Two years after graduation, Bull taught at Huntsville’s Junior High school and High School, only to be invited back as a teacher by SHSU’s Vocal Department Head, Dr. Walter Foster. After her next jumps from here to Leander to Houston, Bull found herself at The Woodlands High School (TWHS), where her first call was to Dr. Bob Horton, the head choir director and also a former student of hers from Huntsville High School, who later graduated from SHSU with three degrees of his own.

“I called Bob Horton and said, ‘Is this for real?'” Bull said. “And he said, ‘Is this Lynn Bull? Are you serious?’ It wasn’t so much of a job interview as it was a, ‘We’d like to have you here,’ because I taught [him] in high school.”

At TWHS, a “normal” day began at 7:20 a.m. with the 9th Grade Women’s Choir, followed by the freshman boys, another period of freshman girls, a trip to the senior campus to work with the varsity students and, finally, she taught a course in Music Theory. Her day did not end there, though. After school consisted of rehearsals for the All-State process, UIL, Solo and Ensemble and the theatre’s musicals.

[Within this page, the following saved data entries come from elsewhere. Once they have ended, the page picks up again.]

//! Snapshot writer
//!
//! Runs one backup cycle: pick a unique name, archive the live store into the
//! snapshot store, check the archive landed, then apply retention.

use std::fs;
use std::path::PathBuf;

use chrono::{DateTime, Duration, Utc};
use serde::Serialize;

use super::archive::ArchiveCodec;
use super::catalog::{Snapshot, SnapshotCatalog};
use super::name::{snapshot_name, truncate_to_millis};
use super::retention::{PruneReport, RetentionManager};
use crate::config::{AppPaths, Settings};
use crate::error::{SnapvaultError, SnapvaultResult};
use crate::journal::{Journal, JournalEntry};

/// Result of a successful backup cycle
#[derive(Debug, Clone, Serialize)]
pub struct BackupReport {
    /// The snapshot just written
    pub snapshot: Snapshot,
    /// Number of archive entries
    pub entries: usize,
    /// What retention removed afterwards
    pub prune: PruneReport,
    /// Non-fatal problems: failed deletions, unreadable catalog, journal errors
    pub warnings: Vec<String>,
}

/// Orchestrates backup cycles
#[derive(Debug, Clone)]
pub struct SnapshotWriter {
    codec: ArchiveCodec,
    catalog: SnapshotCatalog,
    retention: RetentionManager,
    members: Vec<PathBuf>,
    journal: Option<Journal>,
}

impl SnapshotWriter {
    /// Create a writer that archives `members` (relative to the codec's
    /// source root) into the catalog's store
    pub fn new(
        codec: ArchiveCodec,
        catalog: SnapshotCatalog,
        retention: RetentionManager,
        members: Vec<PathBuf>,
    ) -> Self {
        Self {
            codec,
            catalog,
            retention,
            members,
            journal: None,
        }
    }

    /// Build a writer for the application layout described by `settings`
    pub fn from_settings(paths: &AppPaths, settings: &Settings) -> Self {
        Self::new(
            ArchiveCodec::new(paths.base_dir()),
            SnapshotCatalog::new(paths.backup_dir()),
            RetentionManager::new(settings.retention.keep),
            settings.backup_members(),
        )
        .with_journal(Journal::new(paths.journal_file()))
    }

    /// Record completed backups in `journal`
    pub fn with_journal(mut self, journal: Journal) -> Self {
        self.journal = Some(journal);
        self
    }

    /// Override the number of snapshots retention keeps
    pub fn with_keep(mut self, keep: usize) -> Self {
        self.retention = RetentionManager::new(keep);
        self
    }

    /// Get the catalog this writer adds to
    pub fn catalog(&self) -> &SnapshotCatalog {
        &self.catalog
    }

    /// Take a snapshot now
    pub fn backup(&self) -> SnapvaultResult<BackupReport> {
        self.backup_at(Utc::now())
    }

    /// Take a snapshot stamped with `now`
    ///
    /// # Errors
    ///
    /// `BackupFailed` wrapping the store, catalog or archive error if the
    /// snapshot could not be written. Retention problems are reported in
    /// [`BackupReport::warnings`] instead.
    pub fn backup_at(&self, now: DateTime<Utc>) -> SnapvaultResult<BackupReport> {
        let store_dir = self.catalog.store_dir();
        fs::create_dir_all(store_dir).map_err(|e| {
            backup_failed(
                snapshot_name(truncate_to_millis(now)),
                SnapvaultError::Io(format!(
                    "Failed to create snapshot store {}: {}",
                    store_dir.display(),
                    e
                )),
            )
        })?;

        let (created_at, name) = self
            .unique_name(now)
            .map_err(|e| backup_failed(snapshot_name(truncate_to_millis(now)), e))?;
        let destination = store_dir.join(&name);

        let failed = |source: SnapvaultError| backup_failed(name.clone(), source);

        let handle = self
            .codec
            .create(&self.members, &destination)
            .map_err(failed)?;

        // Verify the archive is where the codec said it is
        let size_bytes = fs::metadata(&handle.path)
            .map(|m| m.len())
            .map_err(|e| {
                failed(SnapvaultError::ArchiveCreation {
                    destination: destination.clone(),
                    reason: format!("archive missing after write: {}", e),
                })
            })?;

        let snapshot = Snapshot {
            name: name.clone(),
            path: handle.path,
            created_at,
            size_bytes,
        };

        tracing::info!(
            snapshot = %snapshot.name,
            size_bytes,
            entries = handle.entries,
            "snapshot created"
        );

        let mut warnings = Vec::new();
        let prune = match self.catalog.list() {
            Ok(listing) => self.retention.prune(&listing),
            Err(e) => {
                tracing::warn!(error = %e, "retention skipped");
                warnings.push(format!("Retention skipped: {}", e));
                PruneReport::default()
            }
        };
        warnings.extend(prune.warnings());

        let mut report = BackupReport {
            snapshot,
            entries: handle.entries,
            prune,
            warnings,
        };

        if let Some(journal) = &self.journal {
            if let Some(warning) = journal.record(&JournalEntry::backup(&report)) {
                report.warnings.push(warning);
            }
        }

        Ok(report)
    }

    /// Pick a name that sorts after every existing snapshot and is not taken
    fn unique_name(&self, now: DateTime<Utc>) -> SnapvaultResult<(DateTime<Utc>, String)> {
        let mut at = truncate_to_millis(now);

        if let Some(latest) = self.catalog.latest()? {
            if latest.created_at >= at {
                at = latest.created_at + Duration::milliseconds(1);
            }
        }

        loop {
            let name = snapshot_name(at);
            if !self.catalog.store_dir().join(&name).exists() {
                return Ok((at, name));
            }
            at += Duration::milliseconds(1);
        }
    }
}

fn backup_failed(snapshot: String, source: SnapvaultError) -> SnapvaultError {
    SnapvaultError::BackupFailed {
        snapshot,
        source: Box::new(source),
    }
}
//! Storage initialization
//!
//! Handles first-run setup of the application root.

use std::fs;

use crate::config::paths::AppPaths;
use crate::error::SnapvaultError;

/// Initialize the application root for a fresh installation
///
/// Creates the snapshot store and logs directories and an empty record
/// collection (`[]`) if no data file exists yet. Existing data is never
/// touched.
pub fn initialize_storage(paths: &AppPaths) -> Result<(), SnapvaultError> {
    paths.ensure_directories()?;

    let data_file = paths.data_file();
    if !data_file.exists() {
        fs::write(&data_file, "[]\n")
            .map_err(|e| SnapvaultError::Io(format!("Failed to create data file: {}", e)))?;
        tracing::info!(data_file = %data_file.display(), "created empty record collection");
    }

    Ok(())
}

#[cfg(test)]
mod tests {
    use super::*;
    use tempfile::TempDir;

    #[test]
    fn test_initialize_creates_layout() {
        let temp_dir = TempDir::new().unwrap();
        let paths = AppPaths::with_base_dir(temp_dir.path().join("app"));

        initialize_storage(&paths).unwrap();

        assert!(paths.backup_dir().is_dir());
        assert!(paths.logs_dir().is_dir());
        let records: serde_json::Value =
            serde_json::from_str(&fs::read_to_string(paths.data_file()).unwrap()).unwrap();
        assert_eq!(records, serde_json::json!([]));
    }

    #[test]
    fn test_initialize_keeps_existing_data() {
        let temp_dir = TempDir::new().unwrap();
        let paths = AppPaths::with_base_dir(temp_dir.path().to_path_buf());
        fs::write(paths.data_file(), r#"[{"id":7}]"#).unwrap();

        initialize_storage(&paths).unwrap();

        assert_eq!(fs::read_to_string(paths.data_file()).unwrap(), r#"[{"id":7}]"#);
    }
}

“One of [my favorite aspects of teaching], of course, is being with the students and getting to know them, which you do in choir,” Bull said. “I think, more than anything, [my goal] is to bring beauty into students’ lives in a world where there’s not a lot of beauty anymore… to be an instrument connecting them with a part of themselves…that they don’t know is in there.”

She must have done something right.

Within the first few years of Bull working in The Woodlands, she revealed that she was five years cancer-free. Rightly deserving a celebration, she suggested her classes have a “Pink Day,” an event for which Dr. Horton jumped at the chance to bring cake. From there, it evolved into an annual party where everyone wore pink clothes and ate pink foods and drank pink lemonade – all to celebrate a beloved teacher, her life and the impact she had on theirs.

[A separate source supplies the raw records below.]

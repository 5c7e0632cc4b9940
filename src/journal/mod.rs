//! Operation journal for snapvault
//!
//! Records every backup, prune and restore in an append-only JSONL file in
//! the logs directory (`logs/operations.jsonl`), so the history of what was
//! done to the store travels with the store itself.
//!
//! Journal writes happen after the operation has succeeded; a failed write
//! becomes a warning on the operation's report and never fails it.

mod entry;
mod logger;

pub use entry::{JournalEntry, Operation};
pub use logger::Journal;
//! Display formatting for terminal output

pub mod snapshot;

pub use snapshot::{format_age, format_size, format_snapshot_details, format_snapshot_list};
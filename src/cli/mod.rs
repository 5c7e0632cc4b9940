//! CLI command handlers
//!
//! This module contains the implementation of CLI commands,
//! bridging the clap argument parsing with the snapshot subsystem.

pub mod snapshot;

pub use snapshot::{
    handle_snapshot_command, list_snapshots_newest_first, restore_by_index_with_confirmation,
    run_backup_once, SnapshotCommands,
};
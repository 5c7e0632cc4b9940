//! Snapshot restoration
//!
//! Overwrites the live store from a chosen snapshot. Restoring is
//! destructive and has no rollback: it does not take a safety snapshot of
//! the current state, and a failure part-way leaves already-written files in
//! place. Callers wanting a way back run a backup first.

use std::path::PathBuf;

use serde::Serialize;

use super::archive::ArchiveCodec;
use super::catalog::{Snapshot, SnapshotCatalog};
use super::selection::SelectionProvider;
use crate::config::{AppPaths, Settings};
use crate::error::{SnapvaultError, SnapvaultResult};
use crate::journal::{Journal, JournalEntry};

/// Result of a completed restore
#[derive(Debug, Clone, Serialize)]
pub struct RestoreReport {
    /// Snapshot the store was restored from
    pub snapshot: Snapshot,
    /// Directory the archive was extracted into
    pub restore_root: PathBuf,
    /// Number of archive entries written
    pub entries: usize,
    /// Uncompressed bytes written
    pub total_bytes: u64,
    /// Non-fatal problems (journal errors)
    pub warnings: Vec<String>,
}

/// How an interactive restore ended
#[derive(Debug, Clone)]
pub enum RestoreOutcome {
    /// The store was overwritten
    Restored(RestoreReport),
    /// The selection provider backed out; nothing was touched
    Cancelled { snapshot: Option<Snapshot> },
    /// The catalog is empty
    NothingToRestore,
}

/// Restores the live store from snapshots in a catalog
#[derive(Debug, Clone)]
pub struct RestoreExecutor {
    catalog: SnapshotCatalog,
    restore_root: PathBuf,
    journal: Option<Journal>,
}

impl RestoreExecutor {
    /// Create an executor that extracts snapshots from `catalog` into
    /// `restore_root`
    pub fn new(catalog: SnapshotCatalog, restore_root: impl Into<PathBuf>) -> Self {
        Self {
            catalog,
            restore_root: restore_root.into(),
            journal: None,
        }
    }

    /// Build an executor for the application layout described by `settings`
    pub fn from_settings(paths: &AppPaths, settings: &Settings) -> Self {
        Self::new(
            SnapshotCatalog::new(paths.backup_dir()),
            settings.restore_root(paths),
        )
        .with_journal(Journal::new(paths.journal_file()))
    }

    /// Record completed restores in `journal`
    pub fn with_journal(mut self, journal: Journal) -> Self {
        self.journal = Some(journal);
        self
    }

    /// Snapshots available for restore, newest first
    pub fn selectable(&self) -> SnapvaultResult<Vec<Snapshot>> {
        let mut snapshots = self.catalog.list_or_empty()?;
        snapshots.reverse();
        Ok(snapshots)
    }

    /// Overwrite the live store from the snapshot called `name`
    ///
    /// # Errors
    ///
    /// - `SnapshotNotFound` if `name` is not in the catalog (nothing touched)
    /// - `ArchiveCorrupt` if the archive cannot be read (nothing touched)
    /// - `PartialRestore` if a write failed after extraction began
    pub fn restore(&self, name: &str) -> SnapvaultResult<RestoreReport> {
        let snapshot = self
            .catalog
            .get(name)?
            .ok_or_else(|| SnapvaultError::snapshot_not_found(name))?;

        tracing::info!(
            snapshot = %snapshot.name,
            restore_root = %self.restore_root.display(),
            "restoring snapshot"
        );

        let summary = match ArchiveCodec::extract(&snapshot.path, &self.restore_root) {
            Ok(summary) => summary,
            Err(SnapvaultError::Extraction { reason, .. }) => {
                tracing::error!(snapshot = %snapshot.name, %reason, "restore stopped part-way");
                return Err(SnapvaultError::PartialRestore {
                    snapshot: snapshot.name,
                    reason,
                });
            }
            Err(e) => return Err(e),
        };

        let mut report = RestoreReport {
            snapshot,
            restore_root: self.restore_root.clone(),
            entries: summary.entries,
            total_bytes: summary.total_bytes,
            warnings: Vec::new(),
        };

        tracing::info!(
            snapshot = %report.snapshot.name,
            entries = report.entries,
            "snapshot restored"
        );

        if let Some(journal) = &self.journal {
            if let Some(warning) = journal.record(&JournalEntry::restore(&report)) {
                report.warnings.push(warning);
            }
        }

        Ok(report)
    }

    /// Let `selector` pick a snapshot and confirm, then restore it
    pub fn restore_with(&self, selector: &mut dyn SelectionProvider) -> SnapvaultResult<RestoreOutcome> {
        let choices = self.selectable()?;
        if choices.is_empty() {
            return Ok(RestoreOutcome::NothingToRestore);
        }

        let Some(index) = selector.choose(&choices)? else {
            return Ok(RestoreOutcome::Cancelled { snapshot: None });
        };

        let snapshot = choices.get(index).cloned().ok_or_else(|| {
            SnapvaultError::Validation(format!(
                "snapshot index {} is out of range (1-{})",
                index + 1,
                choices.len()
            ))
        })?;

        if !selector.confirm(&snapshot)? {
            tracing::info!(snapshot = %snapshot.name, "restore cancelled");
            return Ok(RestoreOutcome::Cancelled {
                snapshot: Some(snapshot),
            });
        }

        self.restore(&snapshot.name).map(RestoreOutcome::Restored)
    }
}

But nothing was too much for their teacher and friend.

“After Christmas, about six of the freshman girls came to me and said… they’d gone out Christmas caroling and raised money for breast cancer research, and I was so impressed by that,” Bull said. “They raised close to $600, and it was just those six girls, so I thought, ‘You know, this is too great an idea for it to be just this one year,’ so I challenged them to keep going with it.”

The trend exploded. That next year, and every year since, the choir set aside one evening in December to walk neighborhoods around The Woodlands and raise money for breast cancer research. The event, aptly named “Caroling for the Cure,” reigns in between 35 and 75 volunteers annually. In two hours, the group has been able to raise up to four thousand dollars in donations.

The Woodlands carries on the tradition even after Bull’s retirement in 2015 after 32 years of teaching. Her time has not been spent twiddling her thumbs but rather tickling the ivories.

Besides spending much more time with her husband, two daughters and two beautiful grandchildren, she still teaches private voice lessons, accompanies several high school choirs including The Woodlands High School’s and their theatre’s production of ‘Guys and Dolls‘. She is also a pianist for the Bay Area Chorus under her own high school choir director.